**Exercise goal**: Begin with the first line of the entries below and reproduce each line exactly, ending with the line that holds "that approves refunds.".

------ Records for processing ------

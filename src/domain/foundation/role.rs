//! Caller roles supplied by the identity collaborator.

use serde::{Deserialize, Serialize};
use std::fmt;
use std::str::FromStr;

use super::ValidationError;

/// What kind of caller is acting.
///
/// Teachers and students are both `Member`s; ownership of the lesson or
/// enrollment decides what they may do. `Settlement` is the payment
/// collaborator that approves refunds.
#[derive(Debug, Clone, Copy, PartialEq, Eq, Hash, Default, Serialize, Deserialize)]
#[serde(rename_all = "lowercase")]
pub enum ActorRole {
    #[default]
    Member,
    Settlement,
}

impl ActorRole {
    pub fn as_str(&self) -> &'static str {
        match self {
            ActorRole::Member => "member",
            ActorRole::Settlement => "settlement",
        }
    }
}

impl fmt::Display for ActorRole {
    fn fmt(&self, f: &mut fmt::Formatter<'_>) -> fmt::Result {
        f.write_str(self.as_str())
    }
}

impl FromStr for ActorRole {
    type Err = ValidationError;

    fn from_str(s: &str) -> Result<Self, Self::Err> {
        match s.trim().to_ascii_lowercase().as_str() {
            "member" => Ok(ActorRole::Member),
            "settlement" => Ok(ActorRole::Settlement),
            other => Err(ValidationError::invalid_format(
                "role",
                format!("unknown role '{}'", other),
            )),
        }
    }
}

------

**Written response**:
filename src/domain/foundation/role.rs
//! Caller roles supplied by the identity collaborator.

use serde::{Deserialize, Serialize};
use std::fmt;
use std::str::FromStr;

use super::ValidationError;

/// What kind of caller is acting.
///
/// Teachers and students are both `Member`s; ownership of the lesson or
/// enrollment decides what they may do. `Settlement` is the payment
/// collaborator that approves refunds.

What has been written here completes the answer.